Take these examples:

·       What kind of house are you in?
·       What materials are on the walls?
·       How does your interviewee walk?
·       Are her glasses rimmed or rimless?
·       What kind of chairs are you sitting in?
·       Does she have a soft voice?
·       Is his hair covering his ears?
·       What does the room smell like?
·       What’s on the table, or under the table?

Your Writer’s Voice Reflects Who You Are

If you and I walked into the same room and observed the same conversation — between the same people sitting in the same armchairs, flanked by the same bookshelves — and afterward, we compared notes on the details, we would find many differences.

And if we both wrote a story about that conversation, the details of our stories would be vastly different. Mine would be a Niels story; yours, a Niels’s reader story. 😉

It’s a cumulation of decisions only you can make, and it makes your work unique.
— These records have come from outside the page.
//! HTTP Client Implementation using Reqwest

use async_trait::async_trait;
use bridge_traits::{
    error::{BridgeError, Result},
    http::{HttpClient, HttpMethod, HttpRequest, HttpResponse, RetryPolicy},
};
use reqwest::Client;
use std::collections::HashMap;
use std::time::Duration;
use tokio::time::sleep;
use tracing::{debug, warn};

/// Reqwest-based HTTP client implementation
///
/// Provides HTTP operations with:
/// - Connection pooling via reqwest
/// - Automatic retry with exponential backoff for idempotent requests
/// - TLS support by default
///
/// Authentication headers are supplied per request by the caller.
pub struct ReqwestHttpClient {
    client: Client,
}

impl ReqwestHttpClient {
    /// Create a new HTTP client with default configuration
    pub fn new() -> Self {
        Self::with_timeout(Duration::from_secs(30))
    }

    /// Create a new HTTP client with custom timeout
    pub fn with_timeout(timeout: Duration) -> Self {
        let client = Client::builder()
            .timeout(timeout)
            .connect_timeout(Duration::from_secs(10))
            .pool_max_idle_per_host(10)
            .user_agent(concat!("workflow-restore/", env!("CARGO_PKG_VERSION")))
            .build()
            .unwrap_or_else(|e| {
                warn!(error = %e, "Falling back to default HTTP client configuration");
                Client::new()
            });

        Self { client }
    }

    /// Create a new HTTP client with custom configuration
    pub fn with_client(client: Client) -> Self {
        Self { client }
    }

    /// Convert bridge HttpMethod to reqwest Method
    fn convert_method(method: HttpMethod) -> reqwest::Method {
        match method {
            HttpMethod::Get => reqwest::Method::GET,
            HttpMethod::Post => reqwest::Method::POST,
            HttpMethod::Put => reqwest::Method::PUT,
            HttpMethod::Patch => reqwest::Method::PATCH,
            HttpMethod::Delete => reqwest::Method::DELETE,
        }
    }

    /// Only GET is replayed automatically; mutations are sent once.
    fn default_policy(method: HttpMethod) -> RetryPolicy {
        match method {
            HttpMethod::Get => RetryPolicy::default(),
            _ => RetryPolicy::no_retry(),
        }
    }

    /// Build reqwest request from bridge request
    fn build_request(&self, request: HttpRequest) -> reqwest::RequestBuilder {
        let method = Self::convert_method(request.method);
        let mut req = self.client.request(method, &request.url);

        for (key, value) in request.headers {
            req = req.header(key, value);
        }

        if let Some(body) = request.body {
            req = req.body(body);
        }

        if let Some(timeout) = request.timeout {
            req = req.timeout(timeout);
        }

        req
    }

    /// Execute request with retry logic
    async fn execute_with_retry_internal(
        &self,
        request: HttpRequest,
        policy: RetryPolicy,
    ) -> Result<HttpResponse> {
        let max_attempts = policy.max_attempts.max(1);
        let mut attempt = 0;
        let mut last_error = None;

        while attempt < max_attempts {
            debug!(
                attempt = attempt + 1,
                max_attempts,
                method = request.method.as_str(),
                url = %request.url,
                "Executing HTTP request"
            );

            let req_builder = self.build_request(request.clone());

            match req_builder.send().await {
                Ok(response) => {
                    let status = response.status().as_u16();
                    let retryable = status >= 500 || status == 429;

                    if retryable && attempt + 1 < max_attempts {
                        warn!(
                            status = status,
                            attempt = attempt + 1,
                            "HTTP request failed with retryable status"
                        );
                        last_error = Some(BridgeError::Remote {
                            status,
                            message: format!("HTTP {} error", status),
                        });
                    } else {
                        // Success, non-retryable error, or the last attempt: hand back the response
                        let headers: HashMap<String, String> = response
                            .headers()
                            .iter()
                            .filter_map(|(k, v)| {
                                v.to_str().ok().map(|s| (k.to_string(), s.to_string()))
                            })
                            .collect();

                        let body = response
                            .bytes()
                            .await
                            .map_err(|e| BridgeError::OperationFailed(e.to_string()))?;

                        return Ok(HttpResponse {
                            status,
                            headers,
                            body,
                        });
                    }
                }
                Err(e) => {
                    warn!(
                        error = %e,
                        attempt = attempt + 1,
                        "HTTP request failed"
                    );

                    if e.is_timeout() {
                        last_error = Some(BridgeError::OperationFailed(
                            "Request timed out".to_string(),
                        ));
                    } else if e.is_connect() {
                        last_error = Some(BridgeError::OperationFailed(format!(
                            "Connection failed: {}",
                            e
                        )));
                    } else {
                        last_error = Some(BridgeError::OperationFailed(e.to_string()));
                    }
                }
            }

            attempt += 1;

            if attempt < max_attempts {
                let delay = if policy.use_exponential_backoff {
                    let exponential_delay = policy.base_delay * 2u32.pow(attempt - 1);
                    exponential_delay.min(policy.max_delay)
                } else {
                    policy.base_delay
                };

                debug!(delay_ms = delay.as_millis(), "Retrying after delay");
                sleep(delay).await;
            }
        }

        Err(last_error.unwrap_or_else(|| {
            BridgeError::OperationFailed("All retry attempts exhausted".to_string())
        }))
    }
}

impl Default for ReqwestHttpClient {
    fn default() -> Self {
        Self::new()
    }
}

#[async_trait]
impl HttpClient for ReqwestHttpClient {
    async fn execute(&self, request: HttpRequest) -> Result<HttpResponse> {
        let policy = Self::default_policy(request.method);
        self.execute_with_retry(request, policy).await
    }

    async fn execute_with_retry(
        &self,
        request: HttpRequest,
        policy: RetryPolicy,
    ) -> Result<HttpResponse> {
        self.execute_with_retry_internal(request, policy).await
    }
}

#[cfg(test)]
mod tests {
    use super::*;

    #[tokio::test]
    async fn test_http_client_creation() {
        let _client = ReqwestHttpClient::new();
    }

    #[test]
    fn test_method_conversion() {
        assert_eq!(
            ReqwestHttpClient::convert_method(HttpMethod::Get),
            reqwest::Method::GET
        );
        assert_eq!(
            ReqwestHttpClient::convert_method(HttpMethod::Patch),
            reqwest::Method::PATCH
        );
    }

    #[test]
    fn test_mutations_are_not_retried() {
        assert_eq!(
            ReqwestHttpClient::default_policy(HttpMethod::Post).max_attempts,
            1
        );
        assert_eq!(
            ReqwestHttpClient::default_policy(HttpMethod::Patch).max_attempts,
            1
        );
        assert_eq!(
            ReqwestHttpClient::default_policy(HttpMethod::Get).max_attempts,
            3
        );
    }
}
Use all your senses, and write what stood out to you. Your author’s voice will have a growth spurt.

You can find your writer’s voice using tools you have since birth: Your senses! Train your mind to pay attention to what you see, hear, smell, and feel. Look at the details around you, and remember what you noticed. Use a notebook to jot down everything that stands out. Train Your Mind to Find Your…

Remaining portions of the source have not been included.